Not surprisingly, I found no difference between the 7.1 surround sound on or off while playing music. The sound quality was crisp and robust overall, with pronounced bass that wasn’t overbearing. I could pick up minimally produced beats if I focused hard enough.
The Viper V380 includes a detachable microphone that is malleable and easy to move around for user and listener comfort. It has Environmental Noise Cancellation (ENC), which helps block out typical noise interruptions, rather than insulating against all noise.
While video chatting with my brother, he confirmed he wasn’t able to hear the hum of my space heater, typing or the sound of cars and people outside my window with ENC. However, he did pick up the sounds of ambulances close by and music I played in the vicinity. While speaking, he found my voice loud enough to recommend I speak more softly. So it's safe to say that an excited, screaming gamer may want to position the mic a bit further away from the face.
Features and Software
The Viper V380 requires Viper Software setup for optimal use. The control interface is simple with on/off functions primarily, rather than tweakable options.

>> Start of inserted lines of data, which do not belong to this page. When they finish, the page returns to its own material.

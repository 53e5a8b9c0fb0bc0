//! Candidate gate
//!
//! Governance hard-filters applied to raw similarity-search results before
//! any scoring, so the governance cost is paid once per candidate.
//! Deprecated material is rejected unconditionally; this rule is never
//! relaxable within the gate. Draft material is rejected unless the caller
//! explicitly allowed drafts for this query.

use scribe_domain::{Candidate, GovernanceStatus};

/// Decision for one candidate
#[derive(Debug, Clone, PartialEq, Eq)]
pub enum GateDecision {
    /// The candidate proceeds to scoring
    Admitted,

    /// The candidate is excluded; the reason names the governance rule
    Rejected {
        /// Human-readable exclusion reason, e.g. `filtered: status=deprecated`
        reason: String,
    },
}

impl GateDecision {
    /// Whether the candidate was admitted
    pub fn is_admitted(&self) -> bool {
        matches!(self, GateDecision::Admitted)
    }
}

/// Applies governance hard-filters to candidates
#[derive(Debug, Clone, Copy)]
pub struct CandidateGate {
    allow_draft: bool,
}

impl CandidateGate {
    /// Create a gate. `allow_draft` opts this query into draft material;
    /// deprecated material is excluded regardless.
    pub fn new(allow_draft: bool) -> Self {
        Self { allow_draft }
    }

    /// Evaluate one candidate
    pub fn evaluate(&self, candidate: &Candidate) -> GateDecision {
        match candidate.chunk.status() {
            Some(GovernanceStatus::Deprecated) => GateDecision::Rejected {
                reason: "filtered: status=deprecated".to_string(),
            },
            Some(GovernanceStatus::Draft) if !self.allow_draft => GateDecision::Rejected {
                reason: "filtered: status=draft".to_string(),
            },
            _ => GateDecision::Admitted,
        }
    }
}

To optimize audio, users can turn the equalizer on and off or turn the Xear 3D 7.1 surround sound option on and off. The Xear Voice clarity option includes Voice Clarity Level and Noise Suppression Level features. They’re adjustable, but I typically left this off. Outside of volume controls, that’s the full extent of options for audio.
The most elaborate part of the software is the RGB control. Users can set the style of the lighting, as well as the brightness, speed, and color. The lighting supports the full RGB spectrum, allowing for a multitude of design options.
The Xear ENC option is the primary control for the mic, which also has an on/off function. The Xear Magic voice feature allows users to cloak their voice while speaking and includes dinosaur, duck, human male or human female options.
Overall, the software interface is easy to navigate. There is a prominent reset button at the bottom right corner that will take all customizations back to factory settings. There is also a setting at the top-right corner that allows users to customize the font, size and lighting of the interface itself.
The Patriot Viper V380 is an excellent option for those who’d like some RGB with their cans and a comfortable fit for long-term use. The headset is fairly plug-and-play, and users likely won’t see much need to mess with the settings. The audio is quality with virtual surround sound proving a slight advantage on the battlefield. Meanwhile, the mic effectively blocks out distracting noises coming from your environment.
If the USB-only life isn’t your cup of tea, you can also check out the Asus TUF Gaming H3, which promises a good experience, great out-of-box sound quality, comfortable design and 7.1 surround sound support for half the price at $49.99. The HyperX Cloud Orbit S, while much more pricey ($250 as of this writing), also makes better use of surround sound technology and has 3.5mm, as well as Type-A and Type-C connectivity options.
Otherwise, the Viper V380 remains a relatively budget-friendly option that also brings unique RGB style.